Maybe the Great Fuel Rebellion of 2000 put the wind up the
government, after all.
And perhaps
George W. has given our beloved leader a tour of Area 51, and
maybe he now knows something about a new energy source that is
going to replace fossil fuels, so that this astonishing
traditional source of easy bounty is about to decay anyway..? (I
just love conspiracy theories, don’t you..?)
Just imagine
– the day that someone announces a cold-fusion generator that
simply recirculates water through some magic catalyst, Gordon
Brown & Co. are completely stuffed. It would be like
the moment when BT realised the Internet would sweep away their
gruesomely profitable fixed line private circuit business; but
just as BT didn’t spot the much wider opportunity represented by
the internet in time, HMG couldn’t possibly see past their short
term issues to realise that limitless free non-polluting energy
could be used for a lot more than simply evading fuel taxes.

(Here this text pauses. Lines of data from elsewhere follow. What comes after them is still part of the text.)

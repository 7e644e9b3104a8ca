//! Typed-priority task queue
//!
//! Every game's work funnels through one `TaskQueue`, consumed by a single
//! task, so the comms state it owns is never touched concurrently. Higher
//! priorities always run first; within a priority, tasks run in the order
//! they were posted. At most one `Draw` task is queued at a time: posting
//! another while one is waiting is a no-op.

use std::collections::VecDeque;
use std::sync::{Arc, Mutex, MutexGuard};

use tokio::sync::Notify;
use tracing::trace;

use crate::errors::{Result, RuntimeError};

#[derive(Debug, Clone, Copy, PartialEq, Eq, PartialOrd, Ord, Hash)]
pub enum Priority {
    Blocking = 0,
    Ui = 1,
    Draw = 2,
    Network = 3,
}

impl Priority {
    pub const ALL: [Priority; 4] = [
        Priority::Blocking,
        Priority::Ui,
        Priority::Draw,
        Priority::Network,
    ];
}

struct Lanes<T> {
    lanes: [VecDeque<T>; 4],
    closed: bool,
}

impl<T> Lanes<T> {
    fn len(&self) -> usize {
        self.lanes.iter().map(VecDeque::len).sum()
    }
}

/// Multi-producer, single-consumer priority queue. Clones share the queue.
pub struct TaskQueue<T> {
    inner: Arc<Mutex<Lanes<T>>>,
    notify: Arc<Notify>,
    capacity: usize,
}

impl<T> Clone for TaskQueue<T> {
    fn clone(&self) -> Self {
        Self {
            inner: Arc::clone(&self.inner),
            notify: Arc::clone(&self.notify),
            capacity: self.capacity,
        }
    }
}

impl<T> TaskQueue<T> {
    /// `capacity` bounds network work only; higher priorities are never refused
    pub fn new(capacity: usize) -> Self {
        Self {
            inner: Arc::new(Mutex::new(Lanes {
                lanes: Default::default(),
                closed: false,
            })),
            notify: Arc::new(Notify::new()),
            capacity,
        }
    }

    fn lock(&self) -> MutexGuard<'_, Lanes<T>> {
        // A panicking consumer must not wedge every producer
        self.inner.lock().unwrap_or_else(|poisoned| poisoned.into_inner())
    }

    /// Post a task. Returns false if it was a `Draw` coalesced into one
    /// already waiting.
    pub fn push(&self, priority: Priority, task: T) -> Result<bool> {
        {
            let mut lanes = self.lock();
            if lanes.closed {
                return Err(RuntimeError::channel_closed("task queue"));
            }
            let lane = &mut lanes.lanes[priority as usize];
            if priority == Priority::Draw && !lane.is_empty() {
                trace!("draw already queued; coalescing");
                return Ok(false);
            }
            if priority == Priority::Network && lane.len() >= self.capacity {
                return Err(RuntimeError::Channel {
                    reason: format!("task queue full ({} network tasks)", self.capacity),
                });
            }
            lane.push_back(task);
        }
        self.notify.notify_one();
        Ok(true)
    }

    /// Highest-priority task, if any is waiting
    pub fn try_pop(&self) -> Option<(Priority, T)> {
        let mut lanes = self.lock();
        for priority in Priority::ALL {
            if let Some(task) = lanes.lanes[priority as usize].pop_front() {
                return Some((priority, task));
            }
        }
        None
    }

    /// Wait for the next task. Returns `None` once the queue is closed and
    /// drained.
    pub async fn pop(&self) -> Option<(Priority, T)> {
        loop {
            if let Some(next) = self.try_pop() {
                return Some(next);
            }
            if self.is_closed() {
                return None;
            }
            self.notify.notified().await;
        }
    }

    /// Refuse further tasks. Tasks already queued can still be popped.
    pub fn close(&self) {
        self.lock().closed = true;
        self.notify.notify_one();
    }

    pub fn is_closed(&self) -> bool {
        self.lock().closed
    }

    pub fn len(&self) -> usize {
        self.lock().len()
    }

    pub fn is_empty(&self) -> bool {
        self.len() == 0
    }
}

But I
can assure you that it would be several months before plans to tax
water at £10 a gallon were abandoned.
Nevertheless,
the amount of tax taken from UK motorists ought to be able to pay
for the most wonderful road network on the planet, yet strangely
it doesn’t. This is yet another salutary reminder that
government is rarely the best person to spend your money, and a
sinister portend for the massive cash transfusion proposed for the
sacred cow of the NHS.
And then
there is the public transport fiasco. You can’t move in London
for empty fume-spewing buses most of the day, seats on the
underground harbour more germs than the average cesspit. And if
walk down the street, you'll be mugged.
Given all
that, and the Tesco Internet home delivery service, why on earth
would anyone want to venture out of the front door..? But the idea
that home working might ease the strain on the roads seems to have
dropped from the headlines since Tony’s boast that the UK was
the best place on the planet to do eBusiness was proved to be yet
another sham. The UK currently languishes around number 16 of the
list of developed nations broadband use, and we’ve now been
obliged to import a Dutchman to try and persuade BT to get its act
together.
Regardless of
the specific issues in the case of taxing people to use their
cars, once the motoring public have been bludgeoned into accepting
this idea, then your friendly tachograph will have no compunction
in shopping you for exceeding speed limits – which, you will
recall, was the last time some other pseudo-official beardie tried
to use technology to foist yet another gross invasion of privacy
on the hapless motoring public with a half conceived, hare brained
concept.
I do wish
these people would stick to knitting their meusli, and hugging
those trees. Remember, it’s their timely intervention that means
that your toilet doesn’t flush properly any longer since
“they” restricted the maximum volume of cisterns as a result
of the panicking over a perfectly natural cyclical water shortage
in the early 90s. And it’s now so wet, that many of you can’t
get flood insurance.
Or maybe that
was actually some sneaky forward planning to prevent tax avoidance
and water hording, when those first cold fusion water powered cars
reach the streets…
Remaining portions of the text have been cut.